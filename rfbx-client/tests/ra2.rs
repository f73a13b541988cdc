//! End-to-end RA2ne handshake against an in-process server.
//!
//! The server half mirrors the client's derivations: both sides must
//! agree on session keys, hashes, and AEAD counters for the handshake to
//! complete. Client-side RSA key generation makes this the slowest test
//! in the suite.

mod common;

use common::*;
use rand::RngCore;
use rfbx_client::{Command, Config, Event};
use rfbx_crypto::MessageCipher;
use rsa::traits::PublicKeyParts;
use rsa::{BigUint, Pkcs1v15Encrypt, RsaPrivateKey, RsaPublicKey};
use sha1::{Digest, Sha1};
use std::time::Duration;

const SERVER_BITS: usize = 1024;
const SERVER_BYTES: usize = SERVER_BITS / 8;

fn left_pad(bytes: &[u8], width: usize) -> Vec<u8> {
    let mut out = vec![0u8; width];
    out[width - bytes.len()..].copy_from_slice(bytes);
    out
}

fn session_key(a: &[u8], b: &[u8]) -> [u8; 16] {
    let digest: [u8; 20] = Sha1::digest([a, b].concat()).into();
    digest[..16].try_into().unwrap()
}

#[tokio::test(flavor = "multi_thread")]
async fn test_ra2_password_only_handshake() {
    let config = Config::builder().password("ra2pass").build().unwrap();
    let (client, _renderer, mut server) = start_client(config);

    server.send.push_bytes(b"RFB 003.008\n").unwrap();
    server.send.flush().unwrap();
    server.recv.read_string(12).await.unwrap();

    server.send.push_u8(1).unwrap();
    server.send.push_u8(6).unwrap(); // RA2ne
    server.send.flush().unwrap();
    assert_eq!(server.recv.read_u8().await.unwrap(), 6);

    // Server RSA key.
    let mut rng = rand::thread_rng();
    let server_key = RsaPrivateKey::new(&mut rng, SERVER_BITS).unwrap();
    let server_n = left_pad(&server_key.n().to_bytes_be(), SERVER_BYTES);
    let server_e = left_pad(&server_key.e().to_bytes_be(), SERVER_BYTES);
    let mut server_blob = (SERVER_BITS as u32).to_be_bytes().to_vec();
    server_blob.extend_from_slice(&server_n);
    server_blob.extend_from_slice(&server_e);

    server.send.push_u32(SERVER_BITS as u32).unwrap();
    server.send.push_bytes(&server_n).unwrap();
    server.send.push_bytes(&server_e).unwrap();
    server.send.flush().unwrap();

    // Host verification: key surfaced, then approved.
    match next_event(&client).await {
        Event::ServerVerification { kind, public_key } => {
            assert_eq!(kind, "RSA");
            assert_eq!(public_key, server_blob);
        }
        other => panic!("expected ServerVerification, got {other:?}"),
    }
    client.send(Command::ApproveServer).unwrap();

    // Client public key (this is where the client generates its 2048-bit
    // key, so allow plenty of time).
    let client_bits = tokio::time::timeout(Duration::from_secs(300), server.recv.read_u32())
        .await
        .expect("client key generation timed out")
        .unwrap();
    assert_eq!(client_bits, 2048);
    let client_n = server.recv.read_bytes(256).await.unwrap();
    let client_e = server.recv.read_bytes(256).await.unwrap();
    let mut client_blob = 2048u32.to_be_bytes().to_vec();
    client_blob.extend_from_slice(&client_n);
    client_blob.extend_from_slice(&client_e);
    let client_pub = RsaPublicKey::new(
        BigUint::from_bytes_be(&client_n),
        BigUint::from_bytes_be(&client_e),
    )
    .unwrap();

    // Client random, encrypted under our key.
    assert_eq!(server.recv.read_u16().await.unwrap() as usize, SERVER_BYTES);
    let encrypted = server.recv.read_bytes(SERVER_BYTES).await.unwrap();
    let client_random = server_key.decrypt(Pkcs1v15Encrypt, &encrypted).unwrap();
    assert_eq!(client_random.len(), 16);

    // Server random, encrypted under the client key.
    let mut server_random = [0u8; 16];
    rng.fill_bytes(&mut server_random);
    let encrypted = client_pub
        .encrypt(&mut rng, Pkcs1v15Encrypt, &server_random)
        .unwrap();
    server.send.push_u16(256).unwrap();
    server.send.push_bytes(&encrypted).unwrap();
    server.send.flush().unwrap();

    // Session ciphers. The client-to-server direction is keyed by
    // SHA1(serverRandom, clientRandom), the reverse by the mirror.
    let mut from_client = MessageCipher::new(&session_key(&server_random, &client_random));
    let mut to_client = MessageCipher::new(&session_key(&client_random, &server_random));

    let client_hash: [u8; 20] =
        Sha1::digest([client_blob.as_slice(), server_blob.as_slice()].concat()).into();
    let server_hash: [u8; 20] =
        Sha1::digest([server_blob.as_slice(), client_blob.as_slice()].concat()).into();

    // Verify the client's hash message.
    let len = server.recv.read_u16().await.unwrap();
    assert_eq!(len, 20);
    let body = server.recv.read_bytes(20 + 16).await.unwrap();
    let received = from_client.receive_message(len, &body).unwrap();
    assert_eq!(received, client_hash);

    // Send ours.
    server.send.push_bytes(&to_client.make_message(&server_hash)).unwrap();
    server.send.flush().unwrap();

    // Credential subtype 2: password only.
    server.send.push_bytes(&to_client.make_message(&[2])).unwrap();
    server.send.flush().unwrap();

    let len = server.recv.read_u16().await.unwrap();
    let body = server.recv.read_bytes(len as usize + 16).await.unwrap();
    let creds = from_client.receive_message(len, &body).unwrap();
    // u8 userLen (0), empty username, 0x00, u8 passLen, password.
    assert_eq!(creds[0], 0);
    assert_eq!(creds[1], 0);
    assert_eq!(creds[2] as usize, "ra2pass".len());
    assert_eq!(&creds[3..], b"ra2pass");

    // SecurityResult + init.
    server.send.push_u32(0).unwrap();
    server.send.flush().unwrap();
    server.complete_init("ra2 server").await;

    let event = wait_for_event(&client, |e| matches!(e, Event::Connected { .. })).await;
    assert!(matches!(event, Event::Connected { .. }));
}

**Assigned task:**
Exactly as they appear above, output the lines of the data from the first through the one that contains "use rand::RngCore;", and only those lines.

**Problem solution:**
filename rfbx-client/tests/ra2.rs
repository f73a13b541988cdc
//! End-to-end RA2ne handshake against an in-process server.
//!
//! The server half mirrors the client's derivations: both sides must
//! agree on session keys, hashes, and AEAD counters for the handshake to
//! complete. Client-side RSA key generation makes this the slowest test
//! in the suite.

mod common;

use common::*;
use rand::RngCore;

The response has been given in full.